**Entries shown**
────────────────────
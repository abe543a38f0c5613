//! U.S. state name → postal abbreviation lookup.

/// The 50 U.S. states keyed by title-cased full name.
pub const STATE_CODES: [(&str, &str); 50] = [
    ("Alabama", "AL"),
    ("Alaska", "AK"),
    ("Arizona", "AZ"),
    ("Arkansas", "AR"),
    ("California", "CA"),
    ("Colorado", "CO"),
    ("Connecticut", "CT"),
    ("Delaware", "DE"),
    ("Florida", "FL"),
    ("Georgia", "GA"),
    ("Hawaii", "HI"),
    ("Idaho", "ID"),
    ("Illinois", "IL"),
    ("Indiana", "IN"),
    ("Iowa", "IA"),
    ("Kansas", "KS"),
    ("Kentucky", "KY"),
    ("Louisiana", "LA"),
    ("Maine", "ME"),
    ("Maryland", "MD"),
    ("Massachusetts", "MA"),
    ("Michigan", "MI"),
    ("Minnesota", "MN"),
    ("Mississippi", "MS"),
    ("Missouri", "MO"),
    ("Montana", "MT"),
    ("Nebraska", "NE"),
    ("Nevada", "NV"),
    ("New Hampshire", "NH"),
    ("New Jersey", "NJ"),
    ("New Mexico", "NM"),
    ("New York", "NY"),
    ("North Carolina", "NC"),
    ("North Dakota", "ND"),
    ("Ohio", "OH"),
    ("Oklahoma", "OK"),
    ("Oregon", "OR"),
    ("Pennsylvania", "PA"),
    ("Rhode Island", "RI"),
    ("South Carolina", "SC"),
    ("South Dakota", "SD"),
    ("Tennessee", "TN"),
    ("Texas", "TX"),
    ("Utah", "UT"),
    ("Vermont", "VT"),
    ("Virginia", "VA"),
    ("Washington", "WA"),
    ("West Virginia", "WV"),
    ("Wisconsin", "WI"),
    ("Wyoming", "WY"),
];

/// Postal code for a cleaned state name. Territories, DC and multi-state
/// labels have no code.
pub fn state_code(name: &str) -> Option<&'static str> {
    STATE_CODES
        .iter()
        .find(|(state, _)| *state == name)
        .map(|(_, code)| *code)
}
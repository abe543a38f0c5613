//! Filter options and conjunctive filter selections.

use std::collections::BTreeSet;

use outbreak_core::models::{OutbreakRecord, OutbreakTable};
use outbreak_core::{OutbreakError, Result};
use serde::Serialize;

// ── FilterOptions ─────────────────────────────────────────────────────────────

/// The choices available to a selection UI, derived from a canonical table.
#[derive(Debug, Clone, Default, PartialEq, Eq, Serialize)]
pub struct FilterOptions {
    /// Distinct years, ascending.
    pub years: Vec<i32>,
    /// Distinct states, sorted case-insensitively.
    pub states: Vec<String>,
    /// Distinct pathogens, sorted case-insensitively.
    pub species: Vec<String>,
    /// Distinct exposure locations, sorted case-insensitively.
    pub locations: Vec<String>,
}

impl FilterOptions {
    pub fn from_table(table: &OutbreakTable) -> Self {
        let records = table.records();
        let years: BTreeSet<i32> = records.iter().filter_map(|r| r.year).collect();
        Self {
            years: years.into_iter().collect(),
            states: distinct_sorted(records, |r| r.state.as_deref()),
            species: distinct_sorted(records, |r| r.species.as_deref()),
            locations: distinct_sorted(records, |r| r.location.as_deref()),
        }
    }

    /// `(earliest, latest)` year, or `None` for a table without years.
    pub fn year_range(&self) -> Option<(i32, i32)> {
        Some((*self.years.first()?, *self.years.last()?))
    }
}

fn distinct_sorted<'a>(
    records: &'a [OutbreakRecord],
    key: impl Fn(&'a OutbreakRecord) -> Option<&'a str>,
) -> Vec<String> {
    let distinct: BTreeSet<&str> = records.iter().filter_map(key).collect();
    let mut values: Vec<String> = distinct.into_iter().map(str::to_string).collect();
    // Stable on top of the byte order from the set, so equal-when-lowered
    // values keep a deterministic order.
    values.sort_by_key(|v| v.to_lowercase());
    values
}

// ── FilterSelection ───────────────────────────────────────────────────────────

/// A user's filter choice. Every predicate must hold for a record to be kept;
/// an empty set matches nothing.
#[derive(Debug, Clone, PartialEq, Eq, Serialize)]
pub struct FilterSelection {
    year_min: i32,
    year_max: i32,
    states: BTreeSet<String>,
    species: BTreeSet<String>,
    locations: BTreeSet<String>,
}

impl FilterSelection {
    /// Build a selection with inclusive year bounds.
    ///
    /// # Errors
    ///
    /// [`OutbreakError::InvalidSelection`] when `year_min > year_max`.
    pub fn new(
        year_min: i32,
        year_max: i32,
        states: impl IntoIterator<Item = String>,
        species: impl IntoIterator<Item = String>,
        locations: impl IntoIterator<Item = String>,
    ) -> Result<Self> {
        if year_min > year_max {
            return Err(OutbreakError::InvalidSelection { year_min, year_max });
        }
        Ok(Self {
            year_min,
            year_max,
            states: states.into_iter().collect(),
            species: species.into_iter().collect(),
            locations: locations.into_iter().collect(),
        })
    }

    /// Select everything in `options`. `None` when there are no years.
    pub fn all(options: &FilterOptions) -> Option<Self> {
        let (year_min, year_max) = options.year_range()?;
        Some(Self {
            year_min,
            year_max,
            states: options.states.iter().cloned().collect(),
            species: options.species.iter().cloned().collect(),
            locations: options.locations.iter().cloned().collect(),
        })
    }

    /// Replace the year bounds.
    pub fn with_years(self, year_min: i32, year_max: i32) -> Result<Self> {
        if year_min > year_max {
            return Err(OutbreakError::InvalidSelection { year_min, year_max });
        }
        Ok(Self {
            year_min,
            year_max,
            ..self
        })
    }

    pub fn with_states(self, states: impl IntoIterator<Item = String>) -> Self {
        Self {
            states: states.into_iter().collect(),
            ..self
        }
    }

    pub fn with_species(self, species: impl IntoIterator<Item = String>) -> Self {
        Self {
            species: species.into_iter().collect(),
            ..self
        }
    }

    pub fn with_locations(self, locations: impl IntoIterator<Item = String>) -> Self {
        Self {
            locations: locations.into_iter().collect(),
            ..self
        }
    }

    pub fn year_min(&self) -> i32 {
        self.year_min
    }

    pub fn year_max(&self) -> i32 {
        self.year_max
    }

    pub fn states(&self) -> &BTreeSet<String> {
        &self.states
    }

    pub fn species(&self) -> &BTreeSet<String> {
        &self.species
    }

    pub fn locations(&self) -> &BTreeSet<String> {
        &self.locations
    }

    /// `true` when `record` satisfies all four predicates.
    pub fn matches(&self, record: &OutbreakRecord) -> bool {
        let in_set = |set: &BTreeSet<String>, value: &Option<String>| {
            value.as_ref().is_some_and(|v| set.contains(v))
        };
        record
            .year
            .is_some_and(|y| (self.year_min..=self.year_max).contains(&y))
            && in_set(&self.states, &record.state)
            && in_set(&self.species, &record.species)
            && in_set(&self.locations, &record.location)
    }

    /// Narrow `table` to the matching records. `table` is left untouched.
    pub fn apply(&self, table: &OutbreakTable) -> FilteredView {
        let records: Vec<OutbreakRecord> = table
            .records()
            .iter()
            .filter(|r| self.matches(r))
            .cloned()
            .collect();
        tracing::debug!(
            canonical_rows = table.len(),
            filtered_rows = records.len(),
            "selection applied"
        );
        FilteredView {
            table: table.with_records(records),
            selection: self.clone(),
        }
    }
}

// ── FilteredView ──────────────────────────────────────────────────────────────

/// The canonical table narrowed by one selection.
#[derive(Debug, Clone, PartialEq, Eq, Serialize)]
pub struct FilteredView {
    table: OutbreakTable,
    selection: FilterSelection,
}

impl FilteredView {
    pub fn table(&self) -> &OutbreakTable {
        &self.table
    }

    pub fn records(&self) -> &[OutbreakRecord] {
        self.table.records()
    }

    pub fn selection(&self) -> &FilterSelection {
        &self.selection
    }

    pub fn len(&self) -> usize {
        self.table.len()
    }

    pub fn is_empty(&self) -> bool {
        self.table.is_empty()
    }
}

// ── Tests ─────────────────────────────────────────────────────────────────────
────────────────────
**Assignment**
Everything from the line holding "pub fn len(&self)" through the final line of the material must be given again exactly, and nothing outside that stretch.

**Exercise output**
    pub fn len(&self) -> usize {
        self.table.len()
    }

    pub fn is_empty(&self) -> bool {
        self.table.is_empty()
    }
}

// ── Tests ─────────────────────────────────────────────────────────────────────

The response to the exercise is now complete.